When they let the rubber shrink again, the silicon folds into its designed shape like a children's pop-up book.
The technique could be used to make "jungle gyms" for growing, monitoring and stimulating live cells in the lab.
Speaking at the American Physical Society's March Meeting, external in San Antonio, Texas, the team revealed they have successfully coaxed cells to grow and travel along the shapes.
They also unveiled a striking new segmented umbrella shape. Other examples were included when the technique was published in the Science journal, external in January.
Surrealist stylings
John Rogers is a professor of materials and engineering from the University of Illinois at Urbana-Champaign.
He told reporters at the conference the inspiration came from close to home: "I live in the Midwest and when you think about how you build barns, you build things in two dimensional space - and then you raise them into the third dimension."
The method also shares some principles with the Japanese paper art form kirigami, where paper is both folded (as in origami) and cut.
By changing the starting pattern of silicon and carefully choosing the points of contact, Prof Rogers and his team assembled a "library" of different shapes. They boast nicknames like "basket", "tilted table", "inverted flower" and "starfish".
"It begins to look like paintings by Dali," Prof Rogers said.
All of them are less than 1mm across, and the device-grade silicon used to build them is just 0.001mm thick.
That means they could be particularly useful in a cell biology laboratory - offering a "functional interface" with a growing tissue of cells.
But the team also simply enjoyed the design challenge.
"In some ways, it's exploratory, academic research, to see what we can do in terms of 3D geometries," Prof Rogers told the BBC.
Nonetheless, he and his colleagues have already tested whether cells can grow on the structures, with some success.
And importantly, these little contraptions are made from the same stuff as regular electronic components.
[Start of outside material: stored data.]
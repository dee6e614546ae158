//! Unix domain socket dialer.

use crate::error::{Result, TransportError};
use crate::uri::EndpointUri;
use std::path::Path;
use std::time::Duration;
use tokio::net::UnixStream;

/// Default request retry budget for the pooled layer above.
///
/// Inherited policy: the pool this dialer feeds historically retried
/// requests up to ten times. Exposed as configuration rather than buried
/// as a constant; the dialer itself never retries.
pub const DEFAULT_RETRY_BUDGET: u32 = 10;

/// Dials Unix-socket endpoints.
///
/// Holds no per-connection state; each dial yields an independent
/// [`UnixStream`] whose socket closes with the owning connection. OS-level
/// connect errors propagate unchanged, so `NotFound`, `PermissionDenied`
/// and `ConnectionRefused` stay distinguishable for callers; none of them
/// is retried at this layer.
#[derive(Debug, Clone)]
pub struct UnixDialer {
    timeout: Option<Duration>,
    retry_budget: u32,
}

impl Default for UnixDialer {
    fn default() -> Self {
        Self::new()
    }
}

impl UnixDialer {
    /// Creates a dialer that blocks indefinitely on connect.
    #[must_use]
    pub fn new() -> Self {
        Self {
            timeout: None,
            retry_budget: DEFAULT_RETRY_BUDGET,
        }
    }

    /// Bounds each connect attempt. Absent timeout = block indefinitely,
    /// consistent with the pooled client's timeout model.
    #[must_use]
    pub fn with_timeout(mut self, timeout: Duration) -> Self {
        self.timeout = Some(timeout);
        self
    }

    /// Overrides the retry budget surfaced to the pooled layer.
    #[must_use]
    pub fn with_retry_budget(mut self, budget: u32) -> Self {
        self.retry_budget = budget;
        self
    }

    /// Retry budget for the connection pool built on top of this dialer.
    #[must_use]
    pub fn retry_budget(&self) -> u32 {
        self.retry_budget
    }

    /// Connects to the endpoint's socket path.
    ///
    /// # Errors
    ///
    /// Returns [`TransportError::InvalidUri`] for non-Unix endpoints, an
    /// `Io` error with kind `TimedOut` when the configured timeout elapses,
    /// and the OS connect error unchanged otherwise.
    pub async fn dial(&self, endpoint: &EndpointUri) -> Result<UnixStream> {
        let path = endpoint.socket_path().ok_or_else(|| TransportError::InvalidUri {
            uri: endpoint.to_string(),
            reason: "not a unix-socket endpoint".to_string(),
        })?;
        self.dial_path(path).await
    }

    /// Connects to a socket path directly (used by the ssh tunnel for its
    /// local forwarding socket).
    pub(crate) async fn dial_path(&self, path: &Path) -> Result<UnixStream> {
        tracing::debug!(path = %path.display(), "dialing unix socket");
        let stream = match self.timeout {
            Some(timeout) => tokio::time::timeout(timeout, UnixStream::connect(path))
                .await
                .map_err(|_| {
                    std::io::Error::new(
                        std::io::ErrorKind::TimedOut,
                        format!("connect to {} timed out", path.display()),
                    )
                })??,
            None => UnixStream::connect(path).await?,
        };
        Ok(stream)
    }
}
There is potential, then, not just to grow cells into a specified 3D shape, but also to record electronic signals from them - or send signals to stimulate them.
This contrasts with anything that could currently be made by a 3D printer, Prof Rogers said.
"We wanted to do things in a way that's compatible with established electronic technology - in high-quality semiconductor materials, not just plastic or ceramic.
"This might provide an opportunity to monitor and stimulate the cells as they grow."